Eager networking fosters dynamism of tech industry
The 2014 Web Summit is an extraordinary validation of the perseverance, vision and courage of one Irish entrepreneur
Dublin Web Summit’s Paddy Cosgrave
Whilst building a global business headquartered in Dublin, I quickly discovered an advantage over my larger international competitors: people love to come to Ireland. From customers, to prospective customers, to partners and allies, Ireland had an allure.
Bringing people together yields competitive insight. The speed of change in the hi-tech sector reflects how transparent most of its people are.
It is difficult to imagine staff from competitors in, say the automobile industry, very openly discussing with one another the merits and drawbacks of their respective employers’ business models and trade secrets: in fact, doing so might lead to instant dismissal.
But in the hi-tech sector, professional social engagement is key and is in fact what makes the industry so dynamic. Individuals share insights, observations, and opportunities with one another in person at social events and online. New technology and business models do not usually emerge from pizza-fuelled all-night sessions coding at the computer, but rather from exchanges and war stories shared together.

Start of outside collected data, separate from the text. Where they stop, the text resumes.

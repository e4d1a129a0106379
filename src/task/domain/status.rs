//! Task status state machine and runner classification.

use super::{ParseRunnerTypeError, ParseTaskStatusError};
use serde::{Deserialize, Serialize};
use std::fmt;

/// Task lifecycle status.
#[derive(Debug, Clone, Copy, PartialEq, Eq, Hash, PartialOrd, Ord, Serialize, Deserialize)]
#[serde(rename_all = "snake_case")]
pub enum TaskStatus {
    /// Task is queued and has not been dispatched.
    Pending,
    /// A handler is currently executing the task.
    Running,
    /// The handler suspended the task pending an external continuation.
    Waiting,
    /// The task finished and its completion callback succeeded.
    Success,
    /// The task failed.
    Failed,
    /// An operator canceled the task.
    Canceled,
}

impl TaskStatus {
    /// All statuses in declaration order.
    pub const ALL: [Self; 6] = [
        Self::Pending,
        Self::Running,
        Self::Waiting,
        Self::Success,
        Self::Failed,
        Self::Canceled,
    ];

    /// Returns the canonical storage representation.
    #[must_use]
    pub const fn as_str(self) -> &'static str {
        match self {
            Self::Pending => "pending",
            Self::Running => "running",
            Self::Waiting => "waiting",
            Self::Success => "success",
            Self::Failed => "failed",
            Self::Canceled => "canceled",
        }
    }

    /// Returns whether `target` is reachable from this status in one step.
    #[must_use]
    pub const fn can_transition_to(self, target: Self) -> bool {
        matches!(
            (self, target),
            (Self::Pending, Self::Running | Self::Canceled)
                | (
                    Self::Running,
                    Self::Success | Self::Waiting | Self::Failed | Self::Canceled
                )
                | (Self::Waiting, Self::Success | Self::Failed)
                | (Self::Failed | Self::Canceled, Self::Pending)
        )
    }

    /// Returns whether the task has concluded and awaits no further engine
    /// action.
    #[must_use]
    pub const fn is_terminal(self) -> bool {
        matches!(self, Self::Success | Self::Failed | Self::Canceled)
    }

    /// Returns whether an operator may cancel a task in this status.
    #[must_use]
    pub const fn is_cancelable(self) -> bool {
        matches!(self, Self::Pending | Self::Running)
    }
}

impl TryFrom<&str> for TaskStatus {
    type Error = ParseTaskStatusError;

    fn try_from(value: &str) -> Result<Self, Self::Error> {
        let normalized = value.trim().to_ascii_lowercase();
        match normalized.as_str() {
            "pending" => Ok(Self::Pending),
            "running" => Ok(Self::Running),
            "waiting" => Ok(Self::Waiting),
            "success" => Ok(Self::Success),
            "failed" => Ok(Self::Failed),
            "canceled" => Ok(Self::Canceled),
            _ => Err(ParseTaskStatusError(value.to_owned())),
        }
    }
}

impl fmt::Display for TaskStatus {
    fn fmt(&self, f: &mut fmt::Formatter<'_>) -> fmt::Result {
        f.write_str(self.as_str())
    }
}

/// Who advances a task through its lifecycle.
#[derive(Debug, Clone, Copy, Default, PartialEq, Eq, Hash, Serialize, Deserialize)]
#[serde(rename_all = "snake_case")]
pub enum RunnerType {
    /// Only explicit operator actions advance the task.
    #[default]
    Manual,
    /// The scheduler dispatches the task automatically.
    System,
}

impl RunnerType {
    /// Returns the canonical storage representation.
    #[must_use]
    pub const fn as_str(self) -> &'static str {
        match self {
            Self::Manual => "manual",
            Self::System => "system",
        }
    }
}

impl TryFrom<&str> for RunnerType {
    type Error = ParseRunnerTypeError;

    fn try_from(value: &str) -> Result<Self, Self::Error> {
        match value.trim().to_ascii_lowercase().as_str() {
            "manual" => Ok(Self::Manual),
            "system" => Ok(Self::System),
            _ => Err(ParseRunnerTypeError(value.to_owned())),
        }
    }
}

impl fmt::Display for RunnerType {
    fn fmt(&self, f: &mut fmt::Formatter<'_>) -> fmt::Result {
        f.write_str(self.as_str())
    }
}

The 2014 Web Summit starts in Dublin tomorrow, and it is an extraordinary validation of the perseverance, vision and courage of one Irish entrepreneur. Paddy Cosgrave has acknowledged that the inspiration for the Web Summit series came from both his father, who encouraged Paddy to comprehend computing, and from his sister Anna, who wanted to bring successful internet leaders to Ireland to meet students in her university society. Inspired by both, Paddy has quietly and gently insisted to many hi-tech entrepreneurs worldwide that they should join together in Dublin to informally share ideas, network, and perhaps most of all, just have fun.
I have had the honour of attending both prior summits and some of the Government’s Farmleigh events. The parallels and contrasts have been obvious, but perhaps partly captured by Paddy’s early ambition that “geeks can come free but the suits pay!”.
Since then, many professional services organisations feeding the tech sector – legal firms, management advisories, recruitment agencies, venture firms, investment bankers – have competed to pay handsomely to host events for the geeks attending what has become globally known as the “tech Davos”.
This year, some 20,000 individuals will attend the summit, hosted at the RDS. This is an unbelievable number of visitors, making the summit one of the most, if not the most, important technology conferences worldwide. The sheer numbers create challenges of course: can Dublin’s transportation cope with the volume of trips to and from hotels and entertainment venues to Ballsbridge ?
Then there is also the night summit, in which a breadth of Irish musicians and artists entertain in the foreground, rather than just providing background mood music. This year, sports personalities will also join the fun, increasing the cross-fertilisation of ideas – and particularly as the global technology sector realises opportunities in the health, fitness and fashion markets.
Nevertheless, the summit has had its challenges. Earlier this year a $6 million (€4.8 million) lawsuit was settled out of court in the US. Elliot Bisnow alleged that Paddy Cosgrave had encroached on certain rights related to Bisnow’s Summit Series, duplicating his concept. Paddy dismissed these assertions as “spurious”.
The summit has also had serious warnings from Ireland’s Data ProtectionCommissioner. The summit in the past used the personal profiles of individuals to advertise their attendance to potential attendees, when these individuals had not given their consent and even in at least one case had not actually agreed to attend. It caused embarrassment that the Irish Government, and its agencies, joined the summit in promoting Ireland as a global centre for digital technology innovation, while at the same time European data protection laws were being flouted.
What next for Paddy Cosgrave and the organisation that now has more than 100 staff ? Certainly there are opportunities and international solicitations, and the summit has already been brought to London and Las Vegas.
Indeed, there may be interested buyers from the global conference-hosting circuit eager to acquire the rights to the summit, but many suspect that Cosgrave has more ambitious goals.
Intriguingly, he has assembled a team of software developers and data scientists to mine data (for example, from Facebook) about attendees. A “match-making” app is now available at the summit, allowing individuals to find others with overlapping interests and profiles. The value in this data is potentially high indeed: a global perspective on 20,000 individuals from the industry enables, as examples, a paid-for introduction and referral service or recruitment agency.
Paddy Cosgrave and his team have already willingly given so much to the nation. Perhaps it is only right that they should also commercially exploit their success.